An ever changing double-what-the-fuck chip cookie. Cluster crumble fuck of a cookie.
Or a cluster fuck crumble. Either.
THAT PLAN is so hard to execute, the discipline and patience are the only real key and well, if you have it, i.e you can make it, and if you don’t you keep doing what you’re doing, but never lose faith and never stop doing it just because it didn’t make you rich and famous. Not being bitchy, but this is just how we are becoming in this day and age. We are so used to overnight successes, even the losers of big game shows eventually win.

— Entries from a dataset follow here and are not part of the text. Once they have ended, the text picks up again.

// src/registry.rs

use std::borrow::Cow;
use std::collections::HashMap;
use std::fmt;
use std::sync::Arc;

use lazy_static::lazy_static;

use crate::ast::Node;
use crate::builtins::BUILTINS;
use crate::error::EvalError;
use crate::literal::Literal;

/// Inclusive range of accepted argument counts. `max: None` means unbounded.
#[derive(Debug, Clone, Copy, PartialEq, Eq)]
pub struct Arity {
    pub min: usize,
    pub max: Option<usize>,
}

impl Arity {
    pub const fn exactly(n: usize) -> Self {
        Arity { min: n, max: Some(n) }
    }

    pub const fn at_least(n: usize) -> Self {
        Arity { min: n, max: None }
    }

    pub const fn between(min: usize, max: usize) -> Self {
        Arity { min, max: Some(max) }
    }

    pub fn accepts(&self, count: usize) -> bool {
        count >= self.min && self.max.map_or(true, |max| count <= max)
    }

    pub fn check(&self, function: &str, actual: usize) -> Result<(), EvalError> {
        if self.accepts(actual) {
            Ok(())
        } else {
            Err(EvalError::Arity {
                function: function.to_string(),
                expected: *self,
                actual,
            })
        }
    }
}

impl fmt::Display for Arity {
    fn fmt(&self, f: &mut fmt::Formatter<'_>) -> fmt::Result {
        match self.max {
            Some(max) if max == self.min => write!(f, "exactly {}", max),
            Some(max) => write!(f, "{} to {}", self.min, max),
            None => write!(f, "at least {}", self.min),
        }
    }
}

/// Rule for a function whose arguments are all evaluated first. The first
/// parameter is the name the function was called by.
pub type StrictFn = fn(&str, &[Literal]) -> Result<Literal, EvalError>;

/// Rule for a function that decides which of its arguments get evaluated. The
/// callback evaluates one argument node in the caller's context.
pub type LazyFn =
    fn(&str, &[Node], &mut dyn FnMut(&Node) -> Result<Literal, EvalError>) -> Result<Literal, EvalError>;

/// Host-supplied function over evaluated arguments.
pub type HostFn = dyn Fn(&[Literal]) -> Result<Literal, EvalError> + Send + Sync;

#[derive(Clone)]
pub enum Rule {
    Strict(StrictFn),
    Lazy(LazyFn),
    Host(Arc<HostFn>),
}

impl fmt::Debug for Rule {
    fn fmt(&self, f: &mut fmt::Formatter<'_>) -> fmt::Result {
        match self {
            Rule::Strict(_) => f.write_str("Strict"),
            Rule::Lazy(_) => f.write_str("Lazy"),
            Rule::Host(_) => f.write_str("Host"),
        }
    }
}

#[derive(Debug, Clone)]
pub struct FunctionDescriptor {
    pub name: Cow<'static, str>,
    pub arity: Arity,
    pub rule: Rule,
}

impl FunctionDescriptor {
    pub fn host<F>(name: impl Into<String>, arity: Arity, func: F) -> Self
    where
        F: Fn(&[Literal]) -> Result<Literal, EvalError> + Send + Sync + 'static,
    {
        FunctionDescriptor {
            name: Cow::Owned(name.into()),
            arity,
            rule: Rule::Host(Arc::new(func)),
        }
    }
}

/// Name -> descriptor table consulted by the evaluator.
#[derive(Debug, Clone)]
pub struct FunctionRegistry {
    functions: HashMap<String, FunctionDescriptor>,
}

lazy_static! {
    static ref SHARED_BUILTINS: FunctionRegistry = FunctionRegistry::with_builtins();
}

impl FunctionRegistry {
    /// A registry with no functions at all.
    pub fn new() -> Self {
        FunctionRegistry { functions: HashMap::new() }
    }

    /// A fresh registry holding the built-in set, ready for host extensions.
    pub fn with_builtins() -> Self {
        let functions = BUILTINS
            .entries()
            .map(|(name, descriptor)| (name.to_string(), descriptor.clone()))
            .collect();
        FunctionRegistry { functions }
    }

    /// The built-in set, shared and initialized on first use.
    pub fn builtins() -> &'static FunctionRegistry {
        &SHARED_BUILTINS
    }

    /// Adds or replaces a function, returning the one it displaced.
    pub fn register(&mut self, descriptor: FunctionDescriptor) -> Option<FunctionDescriptor> {
        tracing::debug!(function = %descriptor.name, arity = %descriptor.arity, "registering function");
        self.functions.insert(descriptor.name.to_string(), descriptor)
    }

    pub fn register_fn<F>(&mut self, name: impl Into<String>, arity: Arity, func: F) -> Option<FunctionDescriptor>
    where
        F: Fn(&[Literal]) -> Result<Literal, EvalError> + Send + Sync + 'static,
    {
        self.register(FunctionDescriptor::host(name, arity, func))
    }

    pub fn remove(&mut self, name: &str) -> Option<FunctionDescriptor> {
        self.functions.remove(name)
    }

    pub fn get(&self, name: &str) -> Option<&FunctionDescriptor> {
        self.functions.get(name)
    }

    pub fn contains(&self, name: &str) -> bool {
        self.functions.contains_key(name)
    }

    /// Registered names in sorted order.
    pub fn names(&self) -> Vec<&str> {
        let mut names: Vec<&str> = self.functions.keys().map(String::as_str).collect();
        names.sort_unstable();
        names
    }

    pub fn len(&self) -> usize {
        self.functions.len()
    }

    pub fn is_empty(&self) -> bool {
        self.functions.is_empty()
    }
}

impl Default for FunctionRegistry {
    fn default() -> Self {
        Self::with_builtins()
    }
}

We are a society obsessed with personality, the west especially.
We ‘see’ or perceive the rapid rise and fall of so many celebrities that it almost feels like a lottery, some may think that is just how it is. That is how it goes. You either get to be in the club or you don’t.
I’m not quite sure that is the case – there are more lanes opening up all over the place in this information age. Sometimes it feels like there is no point to even trying, the world is saturated with dreamers, but fuck it! You just have to go and do it. It’s never easy its fucking shit and it hurts but it needs to be done. You can tell I’ve hit a positive frequency today, it’s almost disgusting.
Even those fifteen-minutes-of-fame fuckers took a chance, did it and got ALL the hate available. So why don’t you go get yours and go beyond that ceiling of imagination, take it up a notch.
Everyone is trying to get THERE and you and I are stuck HERE.
Where we can get the ticket to catch that ride is anyone’s guess; so start walking and hopefully, make it there regardless of how we do it.